Add Eric Clapton to the growing list of baby boomer rock musicians — and their fans — who are losing their hearing.
The 72-year-old guitar legend disclosed that he is struggling with tinnitus, a ringing in the ear commonly caused by noise-induced hearing loss, in an interview this week on BBC Radio 2.
But like Genesis drummer Phil Collins and Who guitarist Pete Townsend and, who have both struggled with hearing loss, Clapton says he intends to continue performing for the foreseeable future.
“I am still going to work. I’m doing a few gigs. I am going to do a show at Hyde Park [British Summer Time Festival] in July,” he says.
“The only thing I’m concerned with now is being in my seventies and being able to be proficient. I mean, I’m going deaf, I’ve got tinnitus, my hands just about work. I mean, I am hoping that people will come along and see me [for] more than [because] I am a curiosity. I know that is part of it, because it’s amazing to myself that I am still here.”
It’s not just celebrity musicians who are losing their hearing, experts note.
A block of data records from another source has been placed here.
use crate::app::domain::{ScriptureBook, Story, Testament, Verse};

/// Sample verses generated per chapter.
pub const VERSES_PER_CHAPTER: u32 = 15;

pub static BIBLE_BOOKS: [ScriptureBook; 15] = [
    book("gen", "ኦሪት ዘዘፍጥረት", Testament::Old, 50),
    book("exo", "ኦሪት ዘጸአት", Testament::Old, 40),
    book("lev", "ኦሪት ዘሌዋውያን", Testament::Old, 27),
    book("num", "ኦሪት ዘኍልቍ", Testament::Old, 36),
    book("deu", "ኦሪት ዘዳግም", Testament::Old, 34),
    book("jos", "መጽሐፈ ኢያሱ", Testament::Old, 24),
    book("psa", "መዝሙረ ዳዊት", Testament::Old, 150),
    book("isa", "ትንቢተ ኢሳይያስ", Testament::Old, 66),
    book("mat", "የማቴዎስ ወንጌል", Testament::New, 28),
    book("mar", "የማርቆስ ወንጌል", Testament::New, 16),
    book("luk", "የሉቃስ ወንጌል", Testament::New, 24),
    book("joh", "የዮሐንስ ወንጌል", Testament::New, 21),
    book("act", "የሐዋርያት ሥራ", Testament::New, 28),
    book("rom", "ወደ ሮሜ ሰዎች", Testament::New, 16),
    book("rev", "የዮሐንስ ራእይ", Testament::New, 22),
];

const fn book(
    id: &'static str,
    name: &'static str,
    category: Testament,
    chapters_count: u32,
) -> ScriptureBook {
    ScriptureBook {
        id,
        name,
        category,
        chapters_count,
    }
}

pub static STORIES: [Story; 3] = [
    Story {
        id: "1",
        title: "የዓለም አፈጣጠር",
        category: "የመጀመሪያው ታሪክ",
        summary: "እግዚአብሔር ዓለምን እንዴት እንደፈጠረ የሚናገር ታሪክ።",
        content: &[
            "በመጀመሪያ እግዚአብሔር ሰማይንና ምድርን ፈጠረ።",
            "ምድርም ባዶ ነበረች፥ አንዳችም አልነበረባትም፤ ጨለማም በጥልቁ ላይ ነበረ።",
            "እግዚአብሔርም፦ ብርሃን ይሁን አለ፤ ብርሃንም ሆነ።",
            "እግዚአብሔርም ብርሃኑ መልካም እንደ ሆነ አየ፤ እግዚአብሔርም ብርሃኑንና ጨለማውን ለየ።",
        ],
        image_url: "https://images.unsplash.com/photo-1464822759023-fed622ff2c3b?q=80&w=2070&auto=format&fit=crop",
        color: "bg-blue-50",
        verses: &["ዘፍጥረት 1:1-31"],
    },
    Story {
        id: "2",
        title: "ኖኅና መርከቡ",
        category: "ታዛዥነት",
        summary: "ኖኅ ለእግዚአብሔር በመታዘዝ መርከብ የሠራበት ታሪክ።",
        content: &[
            "እግዚአብሔርም ኖኅን አለው፦ አንተና ቤተ ሰብህ ሁሉ ወደ መርከብ ግቡ።",
            "ኖኅም እግዚአብሔር እንዳዘዘው ሁሉ አደረገ።",
            "ከሰባት ቀን በኋላም የጥፋት ውኃ በምድር ላይ ሆነ።",
        ],
        image_url: "https://images.unsplash.com/photo-1590424765067-167f627fa137?q=80&w=1935&auto=format&fit=crop",
        color: "bg-green-50",
        verses: &["ዘፍጥረት 6-9"],
    },
    Story {
        id: "3",
        title: "ዳዊትና ጎልያድ",
        category: "ድፍረት",
        summary: "ታናሹ ዳዊት ግዙፉን ጎልያድን በእምነት ያሸነፈበት ታሪክ።",
        content: &[
            "ፍልስጥኤማዊውም ተነሥቶ ወደ ዳዊት በቀረበ ጊዜ፥ ዳዊት ፈጥኖ ወደ ሰልፉ ሮጠ።",
            "ዳዊትም እጁን ወደ ኮረጆው ዘርግቶ ከዚያ ድንጋይ ወሰደና ወነጨፈው።",
            "ፍልስጥኤማዊውም በግንባሩ ተመትቶ በምድር ላይ ወደቀ።",
        ],
        image_url: "https://images.unsplash.com/photo-1509021436665-8f07dbf5bf1d?q=80&w=1974&auto=format&fit=crop",
        color: "bg-amber-50",
        verses: &["1 ሳሙኤል 17"],
    },
];

pub fn stories() -> &'static [Story] {
    &STORIES
}

pub fn bible_books() -> &'static [ScriptureBook] {
    &BIBLE_BOOKS
}

/// Lookups for fixtures. The app itself passes catalog references around.
#[cfg(test)]
pub fn story_by_id(id: &str) -> Option<&'static Story> {
    STORIES.iter().find(|s| s.id == id)
}

#[cfg(test)]
pub fn book_by_id(id: &str) -> Option<&'static ScriptureBook> {
    BIBLE_BOOKS.iter().find(|b| b.id == id)
}

/// Sample verses for a chapter. Placeholder text until real scripture is bundled.
pub fn sample_verses(book_name: &str, chapter: u32) -> Vec<Verse> {
    (1..=VERSES_PER_CHAPTER)
        .map(|number| Verse {
            number,
            text: format!(
                "{book_name} ምዕራፍ {chapter} ቁጥር {number} የእግዚአብሔር ቃል ለሕይወታችን ብርሃን ነው። ይህ የናሙና ጥቅስ ነው።"
            ),
        })
        .collect()
}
Baby boomers grew up listening to loud music in the 1960s and 1970s — as well as younger Americans using ear-damaging earbuds — are now paying the price.
Millions of Americans suffer hearing loss and high-tech and biotech companies are scrambling to develop medications and other lower-cost alternatives to expensive, clunky, and sometimes-ineffective hearing aids and surgical implants that have been around for decades.
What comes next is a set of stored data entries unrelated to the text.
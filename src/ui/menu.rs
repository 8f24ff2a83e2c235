use fltk::{
    app::Sender,
    enums::{Key, Shortcut},
    menu::{MenuBar, MenuFlag},
    prelude::*,
};

use crate::app::domain::{Language, Message};

/// Extra message the menu needs that the core never sees.
#[derive(Debug, Clone, Copy, PartialEq, Eq)]
pub enum ShellAction {
    About,
    Quit,
}

pub fn build_menu(
    menu: &mut MenuBar,
    sender: &Sender<Message>,
    shell: &Sender<ShellAction>,
    initial_dark_mode: bool,
) {
    let s = sender;

    // App
    menu.add("App/Home", Shortcut::Ctrl | 'h', MenuFlag::Normal, { let s = *s; move |_| s.send(Message::GoHome) });
    menu.add("App/Stories", Shortcut::None, MenuFlag::Normal, { let s = *s; move |_| s.send(Message::NavStories) });
    menu.add("App/Settings...", Shortcut::Ctrl | ',', MenuFlag::Normal, { let s = *s; move |_| s.send(Message::OpenSettings) });
    menu.add("App/Quit", Shortcut::Ctrl | 'q', MenuFlag::Normal, { let a = *shell; move |_| a.send(ShellAction::Quit) });

    // Reading
    menu.add("Reading/Back", Shortcut::Alt | Key::Left, MenuFlag::Normal, { let s = *s; move |_| s.send(Message::Back) });
    menu.add("Reading/Font Size", Shortcut::Ctrl | '=', MenuFlag::Normal, { let s = *s; move |_| s.send(Message::CycleFontSize) });

    // View
    let dm_flag = if initial_dark_mode { MenuFlag::Toggle | MenuFlag::Value } else { MenuFlag::Toggle };
    menu.add("View/Night Mode", Shortcut::Ctrl | 'd', dm_flag, { let s = *s; move |_| s.send(Message::ToggleTheme) });
    for lang in Language::ALL {
        let path = format!("View/Language/{}", lang.display_name());
        menu.add(&path, Shortcut::None, MenuFlag::Normal, { let s = *s; move |_| s.send(Message::SetLanguage(lang)) });
    }

    // Share
    menu.add("Share/Share App", Shortcut::None, MenuFlag::Normal, { let s = *s; move |_| s.send(Message::ShareApp) });
    menu.add("Share/Share This Page", Shortcut::Ctrl | Shortcut::Shift | 's', MenuFlag::Normal, { let s = *s; move |_| s.send(Message::ShareCurrent) });

    // Help
    menu.add("Help/About", Shortcut::None, MenuFlag::Normal, { let a = *shell; move |_| a.send(ShellAction::About) });
}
At least half a dozen biotech firms are working on potential breakthroughs in how hearing loss is treated, the Boston Globe reports.
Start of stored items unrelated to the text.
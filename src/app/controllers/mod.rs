//! Controllers layer - stateful orchestration.
//!
//! This module contains the state holders the UI drives:
//! - Screen navigation
//! - Story page and scripture chapter readers
//! - Language and theme stores

pub mod localization;
pub mod navigation;
pub mod reader;
pub mod theme;
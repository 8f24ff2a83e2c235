use super::content::{ScriptureBook, Story};
use super::preferences::Language;

/// Which list the home screen shows.
#[derive(Debug, Clone, Copy, PartialEq, Eq, Default)]
pub enum HomeTab {
    #[default]
    Stories,
    Bible,
}

/// All messages that can be sent to the application state.
/// Each widget callback sends one of these; the dispatch loop hands them to `AppState::handle`.
#[derive(Debug, Clone, PartialEq)]
pub enum Message {
    Startup,

    // Navigation
    SelectStory(&'static Story),
    SelectBook(&'static ScriptureBook),
    GoHome,
    /// Header back arrow: chapter grid from a chapter, home from anywhere else.
    Back,
    NavStories,
    OpenSettings,

    // Home
    SetHomeTab(HomeTab),
    SetSearch(String),

    // Story reader
    NextPage,
    PreviousPage,
    PlayAudio,

    // Scripture reader
    SelectChapter(u32),
    NextChapter,
    PreviousChapter,
    BackToChapters,
    CycleFontSize,

    // Preferences
    ToggleTheme,
    ToggleLanguage,
    SetLanguage(Language),

    // Share
    ShareApp,
    ShareCurrent,
}

/// One-shot notification shown to the user (a toast).
#[derive(Debug, Clone, Copy, PartialEq, Eq)]
pub enum Notice {
    StoryFinished,
    LinkCopied,
    AudioSoon,
}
“It would be wonderful if we could restore the inner ear to its native condition by targeting specific cells with the right treatment,’’ said Dr. Bradley Welling, a neurotologic surgeon at the Massachusetts Eye and Ear Infirmary in Boston. “We’re getting closer, and the tools are improving all the time.’’
Experts say hearing loss is more prevalent today, in part, because people are living longer. The World Health Organization affects nearly 50 million Americans and about 360 million people worldwide. Among the advances noted by the Globe:
- Frequency Therapeutics Inc. has raised $32 million from private investors and venture capital firms to back its effort to activate so-called progenitor cells that can repair damage in the spiral cavity of the inner ear by generating new hair cells.
- Decibel Therapeutics Inc. has raised almost $57 million from investors led by Third Rock Ventures, to identify specific genetic targets for patients suffering from a variety of hearing disorders
- Swiss biopharma giant Novartis AG, among other companies, are investigating hearing loss drugs that use a range of approaches — from regenerative medicine, which seeks to engineer new human cells, to a gene-silencing technology called RNA interference to one-time gene therapy treatments that replace defective genes in the ear with healthy ones.
- Other researchers are looking into ways to deliver hearing-restoration drugs to patients who already have cochlear implants, or to administer them through implants. But it’s too soon to tell whether either of those techniques will be feasible.